For wildlife evaluations of endocrine disrupting properties, the assessment of adverse effects needs consideration of the population relevance of effects in order to reflect the protection goal of environmental assessments. The WHO/IPCS (2009) definition of adverse effects includes consideration of population effects. Therefore, it is crucial to determine which apical endpoints are population-relevant, as well as what level of effect on these endpoints may impact a population, bearing in mind that the magnitude of change will depend on the dose or concentration tested. Population-relevant endpoints are generally assessed by survival, growth, development (including sexual) and reproduction in Level 4 and 5 studies. Whilst it is important to determine what level of effect on these endpoints may impact populations, guidance on this aspect is still lacking. However, these endpoints can also be affected by generalised and specific non-endocrine toxicities, which highlights the need for mechanistic evaluation (covered in Step IV). A number of mechanistic endpoints that are diagnostic for endocrine disruption are included in more recently adopted OECD TGs; e.g. OECD TG 234 and 241 (Level 4) and OECD TG 240 (Level 5), whereas others do not provide any mechanistic insight; e.g. OECD TG 206 (Level 5).

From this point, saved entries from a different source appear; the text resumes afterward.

use std::net::Ipv4Addr;
use std::sync::Arc;

use anyhow::{Context, Result};
use clap::{Args, Parser, Subcommand};
use salesboard::api::{self, AppState};
use salesboard::config::Config;
use salesboard_core::feed::HttpFeed;
use salesboard_core::ingestion::{self, SeedOutcome};
use salesboard_core::repository::PostgresRepository;
use tokio::net::TcpListener;
use tracing::{info, warn};
use tracing_subscriber::EnvFilter;

#[derive(Parser, Debug)]
#[command(author, version, about = "Salesboard sales reporting API", long_about = None)]
struct Cli {
    #[command(subcommand)]
    command: Command,
}

#[derive(Subcommand, Debug)]
enum Command {
    /// Start the HTTP API server
    Serve(MigrationArgs),
    /// Run database migrations
    Migrate,
    /// Replace stored sales with a fresh pull from the feed
    Seed(MigrationArgs),
}

#[derive(Args, Debug, Default)]
struct MigrationArgs {
    /// Skip running migrations before starting
    #[arg(long)]
    skip_migrations: bool,
}

#[tokio::main]
async fn main() -> Result<()> {
    tracing_subscriber::fmt()
        .with_env_filter(EnvFilter::from_default_env())
        .json()
        .init();

    let cli = Cli::parse();
    let config = Config::from_env()?;

    match cli.command {
        Command::Serve(args) => serve(&config, args).await,
        Command::Migrate => {
            connect_repository(&config, MigrationArgs::default()).await?;
            info!("Database migrations applied");
            Ok(())
        }
        Command::Seed(args) => {
            let repository = connect_repository(&config, args).await?;
            let feed = HttpFeed::new(config.feed_url.clone(), config.feed_timeout)
                .context("failed to build feed client")?;
            match ingestion::seed(&repository, &feed).await? {
                SeedOutcome::NoData => warn!(url = %config.feed_url, "Feed was empty; nothing seeded"),
                SeedOutcome::Seeded { inserted } => info!(inserted, "Sale records seeded"),
            }
            Ok(())
        }
    }
}

async fn serve(config: &Config, args: MigrationArgs) -> Result<()> {
    let repository = connect_repository(config, args).await?;
    let feed = HttpFeed::new(config.feed_url.clone(), config.feed_timeout)
        .context("failed to build feed client")?;

    let state = Arc::new(AppState::new(Arc::new(repository), Arc::new(feed)));
    let router = api::router(state);

    let listener = TcpListener::bind((Ipv4Addr::UNSPECIFIED, config.port))
        .await
        .with_context(|| format!("failed to bind port {}", config.port))?;
    info!("listening on {}", listener.local_addr()?);

    axum::serve(listener, router)
        .with_graceful_shutdown(shutdown_signal())
        .await?;

    info!("server stopped");
    Ok(())
}

async fn connect_repository(config: &Config, args: MigrationArgs) -> Result<PostgresRepository> {
    let repository = PostgresRepository::connect(&config.database_url, config.max_connections)
        .await
        .context("failed to connect to Postgres")?;

    if args.skip_migrations {
        warn!("Skipping migrations at user request");
    } else {
        repository
            .run_migrations()
            .await
            .context("failed to run database migrations")?;
    }

    Ok(repository)
}

async fn shutdown_signal() {
    if let Err(err) = tokio::signal::ctrl_c().await {
        warn!(error = %err, "failed to listen for shutdown signal");
        std::future::pending::<()>().await;
    }
}
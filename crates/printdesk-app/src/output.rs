// SPDX-License-Identifier: PMPL-1.0-or-later
// Copyright (c) 2026 Jonathan D.A. Jewell (hyperpolymath) <jonathan.jewell@open.ac.uk>
//
// Text vs JSON rendering of job reports and device listings.

use std::io::Write;

use printdesk_core::error::Result;
use printdesk_service::{DeviceInventory, JobReport};
use serde::Serialize;

/// Human-readable rendering, implemented by every printable payload.
pub trait Render {
    fn render_text(&self, w: &mut dyn Write) -> std::io::Result<()>;
}

#[derive(Debug, Clone, Copy)]
pub struct OutputWriter {
    json: bool,
}

impl OutputWriter {
    pub fn new(json: bool) -> Self {
        Self { json }
    }

    pub fn write<T: Render + Serialize>(&self, payload: &T, w: &mut dyn Write) -> Result<()> {
        if self.json {
            serde_json::to_writer_pretty(&mut *w, payload)?;
            writeln!(w)?;
        } else {
            payload.render_text(w)?;
        }
        Ok(())
    }

    pub fn to_stdout<T: Render + Serialize>(&self, payload: &T) -> Result<()> {
        let stdout = std::io::stdout();
        let mut handle = stdout.lock();
        self.write(payload, &mut handle)
    }

    pub fn to_string<T: Render + Serialize>(&self, payload: &T) -> Result<String> {
        let mut buf = Vec::new();
        self.write(payload, &mut buf)?;
        Ok(String::from_utf8_lossy(&buf).into_owned())
    }
}

impl Render for JobReport {
    fn render_text(&self, w: &mut dyn Write) -> std::io::Result<()> {
        writeln!(w, "{}", self.message)?;
        if let Some(suggestion) = &self.suggestion {
            writeln!(w, "  hint: {suggestion}")?;
        }
        for file in &self.files {
            writeln!(w, "  {}", file.display())?;
        }
        Ok(())
    }
}

impl Render for DeviceInventory {
    fn render_text(&self, w: &mut dyn Write) -> std::io::Result<()> {
        writeln!(w, "Detected platform: {}", self.platform)?;
        writeln!(w)?;

        writeln!(w, "Available printers (use with --printer):")?;
        if self.printers.is_empty() {
            writeln!(w, "  (no printers found)")?;
        }
        for printer in &self.printers {
            let marker = if printer.is_default { " (default)" } else { "" };
            writeln!(w, "  - {}{marker}", printer.name)?;
        }
        writeln!(w)?;

        writeln!(w, "Available scanners (use with --scanner):")?;
        if self.scanners.is_empty() {
            writeln!(w, "  (no scanners found)")?;
        }
        for scanner in &self.scanners {
            writeln!(w, "  - {}: {}", scanner.id, scanner.description)?;
        }

        if let Some(example) = self.example_command() {
            writeln!(w)?;
            writeln!(w, "Example:")?;
            writeln!(w, "  {example}")?;
        }
        Ok(())
    }
}
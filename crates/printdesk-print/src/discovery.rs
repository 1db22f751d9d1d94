// SPDX-License-Identifier: PMPL-1.0-or-later
// Copyright (c) 2026 Jonathan D.A. Jewell (hyperpolymath) <jonathan.jewell@open.ac.uk>
//
// Printer discovery through the native print system.
//
// POSIX asks CUPS via `lpstat -p` (queues) and `lpstat -d` (default);
// Windows asks the spooler via `Get-Printer` and `Win32_Printer`. The names
// found here are exactly what `--printer` accepts. Discovery never fails:
// a missing tool yields an empty list and a warning.

use std::sync::Arc;
use std::time::Duration;

use printdesk_core::command::{CommandRunner, CommandSpec, powershell};
use printdesk_core::types::Platform;
use serde::{Deserialize, Serialize};
use tracing::{debug, warn};

use crate::windows::query_default_printer;

/// CUPS status tool.
pub const LPSTAT: &str = "lpstat";

const DISCOVERY_TIMEOUT: Duration = Duration::from_secs(15);

/// A print queue known to the OS.
#[derive(Debug, Clone, PartialEq, Eq, Serialize, Deserialize)]
pub struct PrinterInfo {
    pub name: String,
    pub is_default: bool,
}

/// Lists printers for the `devices` helper.
pub struct PrinterDiscovery {
    runner: Arc<dyn CommandRunner>,
    platform: Platform,
}

impl PrinterDiscovery {
    pub fn new(runner: Arc<dyn CommandRunner>, platform: Platform) -> Self {
        Self { runner, platform }
    }

    /// Snapshot of installed printers, default first.
    pub async fn printers(&self) -> Vec<PrinterInfo> {
        let (names, default) = match self.platform {
            Platform::Posix => (self.cups_printers().await, self.cups_default().await),
            Platform::Windows => (self.windows_printers().await, self.windows_default().await),
        };

        let mut printers: Vec<PrinterInfo> = names
            .into_iter()
            .map(|name| PrinterInfo {
                is_default: default.as_deref() == Some(name.as_str()),
                name,
            })
            .collect();
        printers.sort_by_key(|p| !p.is_default);
        debug!(count = printers.len(), "printers discovered");
        printers
    }

    async fn cups_printers(&self) -> Vec<String> {
        let spec = CommandSpec::new(LPSTAT, DISCOVERY_TIMEOUT).arg("-p");
        match self.runner.run(&spec).await {
            Ok(out) if out.success => parse_lpstat_printers(&out.stdout),
            Ok(out) => {
                warn!(detail = out.diagnostic(), "lpstat -p failed");
                Vec::new()
            }
            Err(e) => {
                warn!(
                    error = %e,
                    "lpstat unavailable; install CUPS (cups, cups-client) to list printers"
                );
                Vec::new()
            }
        }
    }

    async fn cups_default(&self) -> Option<String> {
        let spec = CommandSpec::new(LPSTAT, DISCOVERY_TIMEOUT).arg("-d");
        let out = self.runner.run(&spec).await.ok()?;
        parse_lpstat_default(&out.stdout)
    }

    async fn windows_printers(&self) -> Vec<String> {
        let spec = powershell(
            "Get-Printer | Select-Object -ExpandProperty Name",
            DISCOVERY_TIMEOUT,
        );
        match self.runner.run(&spec).await {
            Ok(out) if out.success => non_empty_lines(&out.stdout),
            Ok(out) => {
                warn!(detail = out.diagnostic(), "Get-Printer failed");
                Vec::new()
            }
            Err(e) => {
                warn!(error = %e, "cannot list Windows printers");
                Vec::new()
            }
        }
    }

    async fn windows_default(&self) -> Option<String> {
        query_default_printer(self.runner.as_ref(), DISCOVERY_TIMEOUT)
            .await
            .ok()
            .flatten()
    }
}

/// Queue names from `lpstat -p` ("printer HP_LaserJet is idle.  enabled since ...").
pub fn parse_lpstat_printers(stdout: &str) -> Vec<String> {
    stdout
        .lines()
        .filter_map(|line| {
            let mut parts = line.split_whitespace();
            match (parts.next(), parts.next()) {
                (Some("printer"), Some(name)) => Some(name.to_owned()),
                _ => None,
            }
        })
        .collect()
}

/// Default destination from `lpstat -d` ("system default destination: Office").
pub fn parse_lpstat_default(stdout: &str) -> Option<String> {
    stdout.lines().find_map(|line| {
        line.split_once("default destination:")
            .map(|(_, name)| name.trim().to_owned())
            .filter(|name| !name.is_empty())
    })
}

fn non_empty_lines(stdout: &str) -> Vec<String> {
    stdout
        .lines()
        .map(str::trim)
        .filter(|line| !line.is_empty())
        .map(str::to_owned)
        .collect()
}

For human health and wildlife evaluations of endocrine disrupting properties alike, effects seen above the recommended limit dose or concentration for the studies should not be considered, and those observed at the highest tested dose/concentration require careful consideration (Wheeler et al., 2013; Mihaich et al., 2017). Systemic toxicity at these doses/concentrations can lead to non-specific adversity which can result in apical changes that could be associated with endocrine disruption. However, such changes may be related to the overload of the organism, resulting in stress, or occur concomitant with generalised, systemic toxicity (Wheeler and Coady, 2016). If the MTD or MTC is reached or exceeded in a study, and generalised, systemic toxicity is observed, then any endocrine relevant-effects observed at these doses/concentrations should generally be excluded from considerations on endocrine activity/disruption (Wheeler et al., 2013). The relevance of effects occurring at doses that exceed the inflection point of nonlinear toxicokinetic behaviour, i.e. a ‘kinetically derived maximum dose’, should also be carefully considered, particularly, if there is an adequate margin with human exposures and the relevance of the toxicokinetic processes in the test species to humans is reasonably established (Creton et al., 2012).

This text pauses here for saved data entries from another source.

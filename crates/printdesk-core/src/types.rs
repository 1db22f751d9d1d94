// SPDX-License-Identifier: PMPL-1.0-or-later
// Copyright (c) 2026 Jonathan D.A. Jewell (hyperpolymath) <jonathan.jewell@open.ac.uk>
//
// Core domain types for print and scan jobs.

use std::path::{Path, PathBuf};

use serde::{Deserialize, Serialize};
use uuid::Uuid;

/// Unique identifier for a job, used to correlate log lines and reports.
#[derive(Debug, Clone, Copy, PartialEq, Eq, Hash, Serialize, Deserialize)]
pub struct JobId(pub Uuid);

impl JobId {
    pub fn new() -> Self {
        Self(Uuid::new_v4())
    }
}

impl Default for JobId {
    fn default() -> Self {
        Self::new()
    }
}

impl std::fmt::Display for JobId {
    fn fmt(&self, f: &mut std::fmt::Formatter<'_>) -> std::fmt::Result {
        write!(f, "{}", self.0)
    }
}

/// Which native backend family the process drives.
#[derive(Debug, Clone, Copy, PartialEq, Eq, Serialize, Deserialize)]
pub enum Platform {
    /// CUPS `lp`/`lpstat` and SANE `scanimage`.
    Posix,
    /// Shell print verb and WIA automation.
    Windows,
}

impl Platform {
    /// The platform this binary was compiled for.
    pub fn current() -> Self {
        if cfg!(windows) {
            Self::Windows
        } else {
            Self::Posix
        }
    }
}

impl std::fmt::Display for Platform {
    fn fmt(&self, f: &mut std::fmt::Formatter<'_>) -> std::fmt::Result {
        match self {
            Self::Posix => f.write_str("posix"),
            Self::Windows => f.write_str("windows"),
        }
    }
}

/// Capture mode requested from the scanner.
#[derive(Debug, Clone, Copy, Default, PartialEq, Eq, Hash, Serialize, Deserialize)]
pub enum ColorMode {
    #[default]
    Color,
    Grayscale,
    /// Black and white.
    Lineart,
}

impl ColorMode {
    pub const ALL: [ColorMode; 3] = [Self::Color, Self::Grayscale, Self::Lineart];

    /// SANE `--mode` value.
    pub fn sane_mode(&self) -> &'static str {
        match self {
            Self::Color => "Color",
            Self::Grayscale => "Gray",
            Self::Lineart => "Lineart",
        }
    }

    /// WIA item property 6146 (WIA_IPA_DATATYPE / "Current Intent") value.
    pub fn wia_value(&self) -> i32 {
        match self {
            Self::Color => 1,
            Self::Grayscale => 2,
            Self::Lineart => 4,
        }
    }

    /// Inverse of [`ColorMode::wia_value`]. Unknown values select color.
    pub fn from_wia_value(value: i64) -> Self {
        match value {
            2 => Self::Grayscale,
            4 => Self::Lineart,
            _ => Self::Color,
        }
    }

    /// Lenient parse of user input. Unknown input selects color.
    pub fn parse_lenient(input: &str) -> Self {
        match input.trim().to_ascii_lowercase().as_str() {
            "gray" | "grey" | "grayscale" | "greyscale" | "2" => Self::Grayscale,
            "lineart" | "bw" | "black-and-white" | "blackandwhite" | "4" => Self::Lineart,
            _ => Self::Color,
        }
    }
}

impl std::fmt::Display for ColorMode {
    fn fmt(&self, f: &mut std::fmt::Formatter<'_>) -> std::fmt::Result {
        match self {
            Self::Color => f.write_str("color"),
            Self::Grayscale => f.write_str("grayscale"),
            Self::Lineart => f.write_str("lineart"),
        }
    }
}

/// Extension of `path` in allow-list form: lowercase with leading dot, or
/// empty when the file name has none.
pub fn dotted_extension(path: &Path) -> String {
    path.extension()
        .map(|ext| format!(".{}", ext.to_string_lossy().to_ascii_lowercase()))
        .unwrap_or_default()
}

/// One print request, discarded once the backend returns.
#[derive(Debug, Clone, Serialize, Deserialize)]
pub struct PrintJob {
    pub id: JobId,
    /// Submitted in this order.
    pub files: Vec<PathBuf>,
    /// `None` lets the backend pick its platform default.
    pub printer: Option<String>,
}

impl PrintJob {
    pub fn new(files: Vec<PathBuf>, printer: Option<String>) -> Self {
        Self {
            id: JobId::new(),
            files,
            printer,
        }
    }
}

/// One scan request.
#[derive(Debug, Clone, Serialize, Deserialize)]
pub struct ScanRequest {
    pub id: JobId,
    pub mode: ColorMode,
    pub target: PathBuf,
}

impl ScanRequest {
    pub fn new(mode: ColorMode, target: PathBuf) -> Self {
        Self {
            id: JobId::new(),
            mode,
            target,
        }
    }
}

/// Kind of job a report describes.
#[derive(Debug, Clone, Copy, PartialEq, Eq, Serialize, Deserialize)]
#[serde(rename_all = "snake_case")]
pub enum JobKind {
    Print,
    Scan,
}
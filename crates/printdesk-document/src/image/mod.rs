// SPDX-License-Identifier: PMPL-1.0-or-later
// Copyright (c) 2026 Jonathan D.A. Jewell (hyperpolymath) <jonathan.jewell@open.ac.uk>
//
// Image module: decoding captured scans for display.

pub mod preview;

pub use preview::load_preview;
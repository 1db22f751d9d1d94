// SPDX-License-Identifier: PMPL-1.0-or-later
// Copyright (c) 2026 Jonathan D.A. Jewell (hyperpolymath) <jonathan.jewell@open.ac.uk>
//
// printdesk: Core types, configuration, errors, and subprocess plumbing
// shared across all crates.

pub mod command;
pub mod config;
pub mod error;
pub mod human_errors;
pub mod types;

pub use command::{CommandError, CommandOutput, CommandRunner, CommandSpec, SystemRunner};
pub use config::{Config, StartupOverrides};
pub use error::{ErrorKind, PrintdeskError};
pub use types::*;
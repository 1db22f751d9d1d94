// SPDX-License-Identifier: PMPL-1.0-or-later
// Copyright (c) 2026 Jonathan D.A. Jewell (hyperpolymath) <jonathan.jewell@open.ac.uk>
//
// Windows print backend.
//
// Files are handed to the shell's "print" verb for their registered
// application, with the destination printer passed as `/d:"<name>"`. The
// shell returns as soon as the verb is dispatched, so this backend can only
// acknowledge submission: it never learns whether a page came out.

use std::path::{Path, PathBuf};
use std::sync::Arc;
use std::time::Duration;

use async_trait::async_trait;
use printdesk_core::command::{CommandRunner, CommandSpec, POWERSHELL, powershell, ps_quote};
use printdesk_core::error::{PrintdeskError, Result};
use tracing::{debug, info, instrument, warn};

use crate::backend::{Delivery, PrintBackend, PrintReceipt};

const POWERSHELL_NOT_FOUND: &str =
    "PowerShell not found. Windows printing needs powershell.exe on the PATH.";

const DEFAULT_PRINTER_QUERY: &str =
    "(Get-CimInstance -ClassName Win32_Printer -Filter 'Default=TRUE' | Select-Object -First 1).Name";

/// Ask the spooler for the default printer. `Ok(None)` when none is set.
pub async fn query_default_printer(
    runner: &dyn CommandRunner,
    timeout: Duration,
) -> Result<Option<String>> {
    let output = runner
        .run(&powershell(DEFAULT_PRINTER_QUERY, timeout))
        .await
        .map_err(|e| e.into_job_error(POWERSHELL_NOT_FOUND))?;

    if !output.success {
        return Err(PrintdeskError::device(
            POWERSHELL,
            format!("Could not query the default printer: {}", output.diagnostic()),
        ));
    }

    let name = output.stdout.trim();
    Ok((!name.is_empty()).then(|| name.to_owned()))
}

/// Prints through the Windows shell "print" verb.
pub struct ShellPrintBackend {
    runner: Arc<dyn CommandRunner>,
    timeout: Duration,
}

impl ShellPrintBackend {
    pub fn new(runner: Arc<dyn CommandRunner>, timeout: Duration) -> Self {
        Self { runner, timeout }
    }

    fn print_verb_command(&self, path: &Path, printer: &str) -> CommandSpec {
        let script = format!(
            "Start-Process -FilePath {} -Verb Print -ArgumentList {} -WindowStyle Hidden",
            ps_quote(&path.to_string_lossy()),
            ps_quote(&format!("/d:\"{printer}\"")),
        );
        powershell(script, self.timeout)
    }

    async fn resolve_printer(&self, configured: Option<&str>) -> Result<String> {
        if let Some(name) = configured {
            return Ok(name.to_owned());
        }
        match query_default_printer(self.runner.as_ref(), self.timeout).await? {
            Some(name) => {
                debug!(printer = %name, "using Windows default printer");
                Ok(name)
            }
            None => Err(PrintdeskError::Configuration(
                "No printer configured (printing.default_printer) and Windows has no default printer."
                    .into(),
            )),
        }
    }
}

#[async_trait]
impl PrintBackend for ShellPrintBackend {
    fn name(&self) -> &'static str {
        "windows-shell"
    }

    #[instrument(skip(self, paths), fields(files = paths.len()))]
    async fn print_files(&self, paths: &[PathBuf], printer: Option<&str>) -> Result<PrintReceipt> {
        if paths.is_empty() {
            debug!("empty print job");
            return Ok(PrintReceipt::empty());
        }

        let printer = self.resolve_printer(printer).await?;

        for path in paths {
            let spec = self.print_verb_command(path, &printer);
            let output = self
                .runner
                .run(&spec)
                .await
                .map_err(|e| e.into_job_error(POWERSHELL_NOT_FOUND))?;

            // The verb is fire-and-forget; a refusal here is logged, not surfaced.
            if !output.success {
                warn!(
                    path = %path.display(),
                    detail = output.diagnostic(),
                    "shell print verb reported a problem"
                );
            }
        }

        info!(printer = %printer, files = paths.len(), "print submission acknowledged");

        Ok(PrintReceipt {
            message: format!("Files sent to printer: {printer}"),
            printer: Some(printer),
            files: paths.to_vec(),
            delivery: Delivery::Acknowledged,
        })
    }
}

In determining the consistency and coherence of effects amongst different studies, it should be taken into consideration that the route of exposure may not be representative of normal conditions of use making direct extrapolations difficult (e.g. intraperitoneal exposure in a study when human exposure is dermal or oral). Similarly, species-specific differences in substance adsorption, distribution, metabolism, and elimination (ADME) should be taken into account in assessing the consistency and coherence of effects amongst different studies. This is particularly important when considering the consistency and coherence of mammalian and non-mammalian toxicity data. Expert judgement is required on a case-by-case basis to evaluate whether data are conflicting and to determine the implications of conflicting data.

OECD GD 150 provides guidance on the specific apical endpoints that are covered by the individual Level 4 and Level 5 studies and on the relevant endocrine MoA(s) that are indicative of these apical endpoints.